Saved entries
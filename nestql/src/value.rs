//! Reading operands and nested entries out of a FilterRequest.

use serde_json::Value;

use crate::ast::Literal;
use crate::error::ValidationError;
use crate::operator::invalid_operand;

/// A caller-supplied filter: field or operator -> scalar, list, or nested request.
pub type FilterRequest = serde_json::Map<String, Value>;

pub fn literal(value: &Value) -> Option<Literal> {
    Some(match value {
        Value::Null => Literal::Null,
        Value::Bool(b) => Literal::Bool(*b),
        Value::Number(n) => match n.as_i64() {
            Some(i) => Literal::I64(i),
            None => Literal::F64(n.as_f64()?),
        },
        Value::String(s) => Literal::String(s.clone()),
        Value::Array(_) | Value::Object(_) => return None,
    })
}

/// Flatten the value given to an operator into its list of operands. Maps are read by value, so
/// `{"0": "a", "1": "b"}` and `["a", "b"]` are equivalent.
pub fn operands(operator: &str, value: &Value) -> Result<Vec<Literal>, ValidationError> {
    let items: Vec<&Value> = match value {
        Value::Array(items) => items.iter().collect(),
        Value::Object(map) => map.values().collect(),
        scalar => vec![scalar],
    };
    items.into_iter().map(|item| literal(item).ok_or_else(|| invalid_operand(operator, "nested values are not allowed here"))).collect()
}

/// The `(field, value)` pairs nested under a field. Lists contribute the entries of each of their
/// maps. `None` if a scalar is found where a nested request was expected.
pub fn entries(value: &Value) -> Option<Vec<(&str, &Value)>> {
    let mut all = Vec::new();
    let mut pending = vec![value];
    while let Some(next) = pending.pop() {
        match next {
            Value::Object(map) => all.extend(map.iter().map(|(k, v)| (k.as_str(), v))),
            Value::Array(items) => pending.extend(items.iter().rev()),
            _ => return None,
        }
    }
    Some(all)
}

/// The branches of a `$or` / `$and` group.
pub fn branches(value: &Value) -> Option<Vec<&Value>> {
    match value {
        Value::Array(items) => Some(items.iter().collect()),
        Value::Object(map) => Some(map.values().collect()),
        _ => None,
    }
}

- TASK DETAILS -
A word-for-word copy of the data above is the goal, so set it all down again.

- ANSWER SECTION -
filename nestql/src/value.rs
//! Reading operands and nested entries out of a FilterRequest.

use serde_json::Value;

use crate::ast::Literal;
use crate::error::ValidationError;
use crate::operator::invalid_operand;

/// A caller-supplied filter: field or operator -> scalar, list, or nested request.
pub type FilterRequest = serde_json::Map<String, Value>;

pub fn literal(value: &Value) -> Option<Literal> {
    Some(match value {
        Value::Null => Literal::Null,
        Value::Bool(b) => Literal::Bool(*b),
        Value::Number(n) => match n.as_i64() {
            Some(i) => Literal::I64(i),
            None => Literal::F64(n.as_f64()?),
        },
        Value::String(s) => Literal::String(s.clone()),
        Value::Array(_) | Value::Object(_) => return None,
    })
}

/// Flatten the value given to an operator into its list of operands. Maps are read by value, so
/// `{"0": "a", "1": "b"}` and `["a", "b"]` are equivalent.
pub fn operands(operator: &str, value: &Value) -> Result<Vec<Literal>, ValidationError> {
    let items: Vec<&Value> = match value {
        Value::Array(items) => items.iter().collect(),
        Value::Object(map) => map.values().collect(),
        scalar => vec![scalar],
    };
    items.into_iter().map(|item| literal(item).ok_or_else(|| invalid_operand(operator, "nested values are not allowed here"))).collect()
}

/// The `(field, value)` pairs nested under a field. Lists contribute the entries of each of their
/// maps. `None` if a scalar is found where a nested request was expected.
pub fn entries(value: &Value) -> Option<Vec<(&str, &Value)>> {
    let mut all = Vec::new();
    let mut pending = vec![value];
    while let Some(next) = pending.pop() {
        match next {
            Value::Object(map) => all.extend(map.iter().map(|(k, v)| (k.as_str(), v))),
            Value::Array(items) => pending.extend(items.iter().rev()),
            _ => return None,
        }
    }
    Some(all)
}

/// The branches of a `$or` / `$and` group.
pub fn branches(value: &Value) -> Option<Vec<&Value>> {
    match value {
        Value::Array(items) => Some(items.iter().collect()),
        Value::Object(map) => Some(map.values().collect()),
        _ => None,
    }
}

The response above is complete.